The American Museum of Natural History in New York City has said it will remove a controversial statue of President Theodore Roosevelt, where he is depicted on horseback as a Native American man and a black man stand alongside. Protesters have also called for the removal of a statue of President Abraham Lincoln in Washington, D.C., that shows him standing over a kneeling African American man. That statue was paid for by former slaves.

The Robert E. Lee monument in Richmond sits on state-owned land, which means Virginia would decide whether to remove it. Virginia Gov. Ralph Northam, a Democrat, announced the statue would be removed, but the process is on hold pending the outcome of a lawsuit.
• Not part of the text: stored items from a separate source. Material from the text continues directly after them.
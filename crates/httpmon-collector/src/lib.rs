//! Input adapters for the httpmon agent.
//!
//! Each [`EventSource`] turns some raw input into [`NormalizedEvent`]s for
//! the window. The only built-in source is [`source::AccessLogSource`],
//! which tails a Common Log Format file.

pub mod error;
pub mod parser;
pub mod source;
pub mod tailer;

use error::Result;
use httpmon_common::types::NormalizedEvent;

/// A producer of request events, polled by the agent's ingest loop.
pub trait EventSource: Send {
    /// Short name used in logs (e.g., `"access_log"`).
    fn name(&self) -> &str;

    /// Returns the events that became available since the previous poll.
    ///
    /// # Errors
    ///
    /// Returns an error if the underlying input cannot be read. Individual
    /// malformed records are skipped, not reported as errors.
    fn poll(&mut self) -> Result<Vec<NormalizedEvent>>;
}
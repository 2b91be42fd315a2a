//! Counters for transfers handled by a coordinator
//!
//! Atomic counters updated from whichever thread handles an event, with a
//! plain snapshot type for reporting.

use std::sync::atomic::{AtomicU64, Ordering};

#[derive(Debug, Default)]
pub struct TransferMetrics {
    pub transfers_created: AtomicU64,
    pub transfers_succeeded: AtomicU64,
    pub transfers_failed: AtomicU64,
    pub transfers_cancelled: AtomicU64,
    pub bytes_placed: AtomicU64,
    pub redirects_refused: AtomicU64,
    pub orphaned_files: AtomicU64,
}

impl TransferMetrics {
    /// A transfer was handed out by the coordinator
    pub fn record_created(&self) {
        self.transfers_created.fetch_add(1, Ordering::Relaxed);
    }

    /// A transfer was placed at its destination
    pub fn record_succeeded(&self, size: u64) {
        self.transfers_succeeded.fetch_add(1, Ordering::Relaxed);
        self.bytes_placed.fetch_add(size, Ordering::Relaxed);
    }

    /// A transfer ended with an error other than cancellation
    pub fn record_failed(&self) {
        self.transfers_failed.fetch_add(1, Ordering::Relaxed);
    }

    /// A transfer ended because it was cancelled
    pub fn record_cancelled(&self) {
        self.transfers_cancelled.fetch_add(1, Ordering::Relaxed);
    }

    /// A redirect was refused by policy
    pub fn record_redirect_refused(&self) {
        self.redirects_refused.fetch_add(1, Ordering::Relaxed);
    }

    /// A staged file arrived for a transfer nobody owns any more
    pub fn record_orphaned_file(&self) {
        self.orphaned_files.fetch_add(1, Ordering::Relaxed);
    }

    pub fn snapshot(&self) -> TransferMetricsSnapshot {
        TransferMetricsSnapshot {
            transfers_created: self.transfers_created.load(Ordering::Relaxed),
            transfers_succeeded: self.transfers_succeeded.load(Ordering::Relaxed),
            transfers_failed: self.transfers_failed.load(Ordering::Relaxed),
            transfers_cancelled: self.transfers_cancelled.load(Ordering::Relaxed),
            bytes_placed: self.bytes_placed.load(Ordering::Relaxed),
            redirects_refused: self.redirects_refused.load(Ordering::Relaxed),
            orphaned_files: self.orphaned_files.load(Ordering::Relaxed),
        }
    }
}

/// Point-in-time copy of [`TransferMetrics`]
#[derive(Debug, Clone, PartialEq, Eq)]
pub struct TransferMetricsSnapshot {
    pub transfers_created: u64,
    pub transfers_succeeded: u64,
    pub transfers_failed: u64,
    pub transfers_cancelled: u64,
    pub bytes_placed: u64,
    pub redirects_refused: u64,
    pub orphaned_files: u64,
}

impl TransferMetricsSnapshot {
    /// Share of finished transfers that succeeded (0.0 to 1.0)
    ///
    /// Cancelled transfers count as failed.
    pub fn success_rate(&self) -> f64 {
        let finished = self.transfers_succeeded + self.transfers_failed;
        if finished == 0 {
            0.0
        } else {
            self.transfers_succeeded as f64 / finished as f64
        }
    }

    pub fn in_flight(&self) -> u64 {
        self.transfers_created
            .saturating_sub(self.transfers_succeeded + self.transfers_failed)
    }
}
//! File placement
//!
//! Publishes a staged download at its destination. An existing file is
//! replaced in one rename; a missing parent directory is created first. When
//! the staging area lives on another filesystem the content is copied into a
//! temporary file next to the destination and renamed over it, so readers
//! never observe a half-written destination.

use std::fs;
use std::io;
use std::path::{Path, PathBuf};
use tempfile::NamedTempFile;
use tracing::debug;

use crate::core::{FileOperation, FilesystemError};

pub type Result<T> = std::result::Result<T, FilesystemError>;

/// Move `staged` to `destination` and return the resulting path
///
/// If the parent of `destination` exists but is not a directory, nothing is
/// touched and [`FilesystemError::NotADirectory`] is returned.
pub fn place(staged: &Path, destination: &Path) -> Result<PathBuf> {
    if fs::symlink_metadata(destination).is_ok() {
        debug!("Replacing existing file at {}", destination.display());
        install(staged, destination, FileOperation::Replace)?;
        return Ok(destination.to_path_buf());
    }

    if let Some(parent) = parent_dir(destination) {
        match fs::metadata(parent) {
            Ok(metadata) if metadata.is_dir() => {}
            Ok(_) => {
                return Err(FilesystemError::NotADirectory {
                    path: parent.to_path_buf(),
                });
            }
            Err(e) if e.kind() == io::ErrorKind::NotFound => {
                debug!("Creating directory {}", parent.display());
                fs::create_dir_all(parent)
                    .map_err(|e| FilesystemError::io(parent, FileOperation::CreateDir, e))?;
            }
            Err(e) => return Err(FilesystemError::io(parent, FileOperation::Metadata, e)),
        }
    }

    install(staged, destination, FileOperation::Move)?;
    Ok(destination.to_path_buf())
}

/// `None` for bare file names, which live in the working directory
fn parent_dir(path: &Path) -> Option<&Path> {
    path.parent().filter(|parent| !parent.as_os_str().is_empty())
}

fn install(staged: &Path, destination: &Path, operation: FileOperation) -> Result<()> {
    match fs::rename(staged, destination) {
        Ok(()) => {
            debug!("Renamed {} to {}", staged.display(), destination.display());
            Ok(())
        }
        Err(e) if e.kind() == io::ErrorKind::CrossesDevices => {
            debug!("Staging area is on another device, copying into {}", destination.display());
            copy_then_rename(staged, destination)
        }
        Err(e) => Err(FilesystemError::io(destination, operation, e)),
    }
}

fn copy_then_rename(staged: &Path, destination: &Path) -> Result<()> {
    let directory = parent_dir(destination).unwrap_or_else(|| Path::new("."));
    let mut temp = NamedTempFile::new_in(directory)
        .map_err(|e| FilesystemError::io(directory, FileOperation::Create, e))?;

    let mut source = fs::File::open(staged)
        .map_err(|e| FilesystemError::io(staged, FileOperation::Read, e))?;
    io::copy(&mut source, temp.as_file_mut())
        .map_err(|e| FilesystemError::io(temp.path(), FileOperation::Write, e))?;
    temp.as_file()
        .sync_all()
        .map_err(|e| FilesystemError::io(temp.path(), FileOperation::Write, e))?;

    // On failure the temporary file is removed when `temp` drops
    temp.persist(destination)
        .map_err(|e| FilesystemError::io(destination, FileOperation::Replace, e.error))?;

    fs::remove_file(staged).map_err(|e| FilesystemError::io(staged, FileOperation::Delete, e))?;
    Ok(())
}
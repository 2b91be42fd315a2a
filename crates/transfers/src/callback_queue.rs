//! The designated execution context for observer notifications
//!
//! Transport workers never call observers directly. The router hands every
//! notification to a [`CallbackExecutor`], which runs the jobs away from the
//! worker threads and in the order they were submitted.

use std::any::Any;
use std::panic::{self, AssertUnwindSafe};
use std::thread;
use tokio::sync::mpsc;
use tracing::{debug, error, warn};

/// A queued observer notification
pub type Job = Box<dyn FnOnce() + Send + 'static>;

/// Serialized execution context for observer notifications
///
/// Implementations must run jobs in submission order and must never run a job
/// on the submitting thread: the router submits while holding the
/// transfer's state lock.
pub trait CallbackExecutor: Send + Sync {
    fn execute(&self, job: Job);
}

/// Runs jobs one at a time on a dedicated named thread
///
/// The thread drains the remaining jobs and exits once the queue is dropped.
/// A panicking job is logged and skipped; later jobs still run.
pub struct SerialQueue {
    name: String,
    sender: mpsc::UnboundedSender<Job>,
}

impl std::fmt::Debug for SerialQueue {
    fn fmt(&self, f: &mut std::fmt::Formatter<'_>) -> std::fmt::Result {
        f.debug_struct("SerialQueue").field("name", &self.name).finish()
    }
}

impl SerialQueue {
    pub fn new<S: Into<String>>(name: S) -> std::io::Result<Self> {
        let name = name.into();
        let (sender, mut receiver) = mpsc::unbounded_channel::<Job>();

        let thread_name = name.clone();
        thread::Builder::new().name(name.clone()).spawn(move || {
            while let Some(job) = receiver.blocking_recv() {
                if let Err(payload) = panic::catch_unwind(AssertUnwindSafe(job)) {
                    error!(
                        "Observer panicked on callback queue '{}': {}",
                        thread_name,
                        panic_message(payload.as_ref())
                    );
                }
            }
            debug!("Callback queue drained, exiting");
        })?;

        Ok(Self { name, sender })
    }

    pub fn name(&self) -> &str {
        &self.name
    }

    /// Whether the caller is running on this queue's thread
    pub fn is_current(&self) -> bool {
        thread::current().name() == Some(self.name.as_str())
    }
}

impl CallbackExecutor for SerialQueue {
    fn execute(&self, job: Job) {
        if self.sender.send(job).is_err() {
            warn!("Callback queue '{}' has stopped, dropping notification", self.name);
        }
    }
}

fn panic_message(payload: &(dyn Any + Send)) -> &str {
    if let Some(message) = payload.downcast_ref::<&str>() {
        message
    } else if let Some(message) = payload.downcast_ref::<String>() {
        message.as_str()
    } else {
        "non-string panic payload"
    }
}
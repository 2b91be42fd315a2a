//! Core types used throughout the transfer system
//!
//! Everything here is a leaf: the router and the coordinator depend on these
//! types, never the other way around.

pub mod error;
pub mod metrics;
pub mod observer;
pub mod transfer;

pub use error::{FileOperation, FilesystemError, Result, TransferError, TransferErrorKind};
pub use metrics::{TransferMetrics, TransferMetricsSnapshot};
pub use observer::{CompletionCallback, Observers, ProgressCallback, TransferListener};
pub use transfer::{Transfer, TransferHandle, TransferState, UNKNOWN_PROGRESS};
Richmond Circuit Court Judge Bradley Cavedo stopped the removal because of a lawsuit filed by William C. Gregory, the great-grandson of one of the people who deeded the statue and land to the state. The deed was given on the condition that the statue would never be removed.

Many of the nation’s Confederate monuments were partially paid for by the United Daughters of the Confederacy, who want to take possession of a statue of a Confederate soldier they erected in 1906 in Loudoun County, Virginia. “A council meeting is scheduled for the evening of July 7; but it is pretty much a done deal,” said Stephen Price, attorney for the United Women of the Confederacy to Zenger News.

The organization, which is headquartered in Richmond and has chapters in 33 states and the District of Columbia, was started by a group of women who supported Confederate soldiers during the Civil War. After the war, they tended the graves of the fallen and worked to build monuments and other types of memorials.

The United Daughters of the Confederacy did not respond to Zenger News’ request for a comment. “They are laying low. I can tell you they are not happy with the situation,” said Price.

The group’s public website includes a statement from 2018 that addresses the monument controversy.

“The United Daughters of the Confederacy appreciates the feelings of citizens across the country currently being expressed concerning Confederate memorial statues and monuments that were erected by our members in decades past,” Nelma Crutcher, president general of the group, noted in the statement. “To some, these memorial statues and markers are viewed as divisive and thus unworthy of being allowed to remain in public places. To others, they simply represent a memorial to our forefathers who fought bravely during four years of war. ”

There are more than 1,800 Confederate memorials in the U.S. “These symbols include government buildings, confederate monuments and statues, plaques, schools, parks, counties, cities, military bases, streets and highways named after anyone associated with the Confederacy,” said Brooks. “The SPLC tracks symbols that celebrate the Confederacy on public land. The SPLC does not track symbols located in graveyards, battlefields, on private property or those erected in the spirit of reconciliation.”

According to the mayor’s office, the city of Richmond has 60 days to solicit pubic input while determining the fate of the statues.